Michael Burry und Bitcoin für wohltätige Zwecke
Der Hedgefonds-Manager Michael Burry, der durch seine präzise Vorhersage der globalen Finanzkrise von 2008 weltberühmt wurde, hat öffentlich einen vielversprechenden wohltätigen Anwendungsfall für Bitcoin gelobt. In den sozialen Medien, wo Burry unter dem Benutzernamen Cassandra Unchained aktiv ist, unterstützte er Krypto-Spenden für „Little Wishes“, eine 501(c)(3) Non-Profit-Organisation, die sich der Erfüllung von Wünschen für chronisch und kritisch kranke hospitalisierte Kinder widmet.

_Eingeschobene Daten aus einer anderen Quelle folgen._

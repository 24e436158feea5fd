//! Parser layer for reading delimited and spreadsheet data

mod csv;
mod excel;

use std::path::Path;

use tracing::debug;

use crate::config::Config;
use crate::error::{Error, Result};
use crate::model::Table;

pub use self::csv::CsvParser;
pub use self::excel::ExcelParser;

/// A named byte stream handed in by the caller
#[derive(Debug, Clone)]
pub struct Source {
    /// Display name, normally the uploaded file name
    pub name: String,
    pub bytes: Vec<u8>,
}

impl Source {
    pub fn new(name: impl Into<String>, bytes: impl Into<Vec<u8>>) -> Self {
        Self {
            name: name.into(),
            bytes: bytes.into(),
        }
    }

    /// Read a file from disk, naming the source after the file name
    pub fn from_path(path: &Path) -> Result<Self> {
        let bytes = std::fs::read(path)?;
        let name = path
            .file_name()
            .map(|n| n.to_string_lossy().into_owned())
            .unwrap_or_else(|| path.display().to_string());
        Ok(Self { name, bytes })
    }

    /// Lowercased extension of the display name, if any
    pub fn extension(&self) -> Option<String> {
        Path::new(&self.name)
            .extension()
            .and_then(|e| e.to_str())
            .map(|e| e.to_lowercase())
    }

    /// File name without its extension
    pub fn stem(&self) -> &str {
        Path::new(&self.name)
            .file_stem()
            .and_then(|s| s.to_str())
            .unwrap_or(&self.name)
    }
}

/// How a single source is read
#[derive(Debug, Clone)]
pub struct LoadOptions {
    /// Field separator for delimited text
    pub separator: u8,
    /// Sheet to read from a workbook (first sheet when unset)
    pub sheet_name: Option<String>,
    /// Expected columns; the loaded table is restricted to these
    pub columns: Option<Vec<String>>,
}

impl Default for LoadOptions {
    fn default() -> Self {
        Self {
            separator: b';',
            sheet_name: None,
            columns: None,
        }
    }
}

impl LoadOptions {
    pub fn with_columns<S: AsRef<str>>(mut self, columns: &[S]) -> Self {
        self.columns = Some(columns.iter().map(|c| c.as_ref().to_string()).collect());
        self
    }
}

impl From<&Config> for LoadOptions {
    fn from(config: &Config) -> Self {
        Self {
            separator: config.separator,
            sheet_name: config.sheet_name.clone(),
            columns: config.columns.clone(),
        }
    }
}

/// Trait for parsing tabular data
pub trait Parser: Send + Sync {
    /// Parse a source and return a Table with every column of the file
    fn parse(&self, source: &Source, options: &LoadOptions) -> Result<Table>;

    /// Check if this parser can handle the given file extension
    fn supports_extension(&self, ext: &str) -> bool;
}

/// Factory for choosing a parser based on file extension
pub struct ParserFactory {
    parsers: Vec<Box<dyn Parser>>,
}

impl Default for ParserFactory {
    fn default() -> Self {
        Self::new()
    }
}

impl ParserFactory {
    /// Create a new parser factory with all supported parsers
    pub fn new() -> Self {
        Self {
            parsers: vec![Box::new(CsvParser), Box::new(ExcelParser)],
        }
    }

    /// Get a parser for the given source
    pub fn get_parser(&self, source: &Source) -> Result<&dyn Parser> {
        let ext = match source.extension() {
            Some(ext) => ext,
            None => detect_format(&source.bytes).to_string(),
        };

        self.parsers
            .iter()
            .find(|p| p.supports_extension(&ext))
            .map(|p| p.as_ref())
            .ok_or_else(|| Error::UnsupportedExtension {
                name: source.name.clone(),
                extension: ext,
            })
    }

    /// Load a source, restricting it to the expected columns when given
    pub fn load(&self, source: &Source, options: &LoadOptions) -> Result<Table> {
        let parser = self.get_parser(source)?;
        let table = parser.parse(source, options)?;

        let table = match options.columns {
            Some(ref columns) => table.select(columns)?,
            None => table,
        };

        debug!(
            source = %source.name,
            rows = table.row_count(),
            columns = table.column_count(),
            "loaded table"
        );
        Ok(table)
    }
}

/// Load a single source with the default parser set
pub fn load_table(source: &Source, options: &LoadOptions) -> Result<Table> {
    ParserFactory::new().load(source, options)
}

/// Detect file format from content (for sources without extension)
pub fn detect_format(bytes: &[u8]) -> &'static str {
    if bytes.len() >= 4 {
        // Excel ZIP format (xlsx, ods)
        if &bytes[0..4] == b"PK\x03\x04" {
            return "xlsx";
        }

        // Old Excel format (xls)
        if &bytes[0..4] == b"\xD0\xCF\x11\xE0" {
            return "xls";
        }
    }

    "csv"
}

#[cfg(test)]
mod tests {
    use super::*;
    use crate::error::ErrorKind;
    use crate::model::CellValue;

    #[test]
    fn test_unsupported_extension() {
        let source = Source::new("report.pdf", b"%PDF-1.4".to_vec());
        let err = load_table(&source, &LoadOptions::default()).unwrap_err();
        assert_eq!(err.kind(), ErrorKind::UnsupportedExtension);
        assert!(err.to_string().contains("pdf"));
    }

    #[test]
    fn test_detect_format() {
        assert_eq!(detect_format(b"PK\x03\x04rest"), "xlsx");
        assert_eq!(detect_format(b"\xD0\xCF\x11\xE0rest"), "xls");
        assert_eq!(detect_format(b"a;b\n1;2\n"), "csv");
        assert_eq!(detect_format(b""), "csv");
    }

    #[test]
    fn test_extensionless_source_is_sniffed() {
        let source = Source::new("upload", b"User;Seller_ID\nbob;7\n".to_vec());
        let table = load_table(&source, &LoadOptions::default()).unwrap();
        assert_eq!(table.column_names(), vec!["User", "Seller_ID"]);
    }

    #[test]
    fn test_load_restricts_to_expected_columns() {
        let source = Source::new(
            "skus.csv",
            b"Extra;SellerSku;SellerName\nx;sku-1;acme\n".to_vec(),
        );
        let options = LoadOptions::default().with_columns(&["SellerName", "SellerSku"]);
        let table = load_table(&source, &options).unwrap();

        assert_eq!(table.column_names(), vec!["SellerName", "SellerSku"]);
        assert_eq!(table.value(0, "SellerSku"), Some(&CellValue::from("sku-1")));
    }

    #[test]
    fn test_load_missing_expected_column() {
        let source = Source::new("skus.csv", b"SellerName\nacme\n".to_vec());
        let options = LoadOptions::default().with_columns(&["SellerName", "Brand"]);
        let err = load_table(&source, &options).unwrap_err();
        assert_eq!(err.kind(), ErrorKind::Format);
        assert!(err.to_string().contains("Brand"));
    }

    #[test]
    fn test_source_name_parts() {
        let source = Source::new("AuditLogEntry_2024.CSV", Vec::new());
        assert_eq!(source.extension().as_deref(), Some("csv"));
        assert_eq!(source.stem(), "AuditLogEntry_2024");
    }
}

„Bitcoin für Little Wishes ist ein sinnvoller Einsatz von $BTC“
sagte Burry in einem Post auf X.
Die Mission von Little Wishes
„Little Wishes“, die 2003 gegründet wurde, kann auf eine beeindruckende Erfolgsbilanz von über 36.000 erfüllten Wünschen in 46 Krankenhäusern in den Vereinigten Staaten zurückblicken. Die Organisation ermöglicht sowohl sofortige als auch laufende Wünsche, die von kleinen persönlichen Gegenständen bis hin zu Erlebnissen reichen, die Trost und Freude für Kinder bringen, die mit ernsthaften medizinischen Herausforderungen konfrontiert sind.

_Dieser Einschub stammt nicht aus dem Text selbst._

//! tablemerge - Merge, deduplicate and look up tabular data
//!
//! Loads delimited text and spreadsheets into uniform tables, concatenates
//! them under a configurable dedup policy, enriches them with VLOOKUP-style
//! joins, and writes the result as one file or as lettered chunks.

pub mod category;
pub mod combine;
pub mod config;
pub mod error;
pub mod lookup;
pub mod model;
pub mod output;
pub mod parser;
pub mod workflow;

pub use config::{Config, DedupPolicy};
pub use error::{Error, ErrorKind, Result};
pub use model::Table;
pub use parser::Source;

Akzeptanz von Bitcoin für Spenden
Die Non-Profit-Organisation bestätigte, dass Unterstützer Bitcoin direkt über eine spezielle Plattform auf Every.org spenden können, als Antwort auf Fragen zu Krypto-Spenden. Bitcoin wird oft wegen seiner Volatilität und der Nutzung für spekulative Investitionen kritisiert, aber dieser Fall zeigt, dass die Kryptowährung auch für wohltätige Zwecke eingesetzt werden kann. Die Akzeptanz von Bitcoin könnte neue Spenderdemografien erschließen, einschließlich jüngerer oder technikaffiner Beitragszahler, die möglicherweise digitale Währungen traditionellen Zahlungsmethoden vorziehen.
Burrys kritische Haltung gegenüber Bitcoin
Burry, der nach der Vorhersage der Subprime-Hypothekenkrise bekannt wurde, ist als langjähriger Kritiker der führenden Kryptowährung bekannt. Zuletzt äußerte er in einem Podcast im Dezember 2025 mit dem Autor Michael Lewis einige seiner direktesten öffentlichen Kommentare zu Bitcoin. Er bezeichnete die Vorstellung, dass Bitcoin auf 100.000 Dollar steigen könnte, als „lächerlich“ und fügte hinzu, dass es „nichts wert sei“. Der Held von „The Big Short“ erinnerte sogar an die berüchtigte niederländische Tulpenblase des 17. Jahrhunderts. Zuvor hatte er gewarnt, dass Leverage das Hauptproblem mit Krypto sei. Der aktuelle Post zeigt jedoch, dass er sich möglicherweise der führenden Kryptowährung öffnet.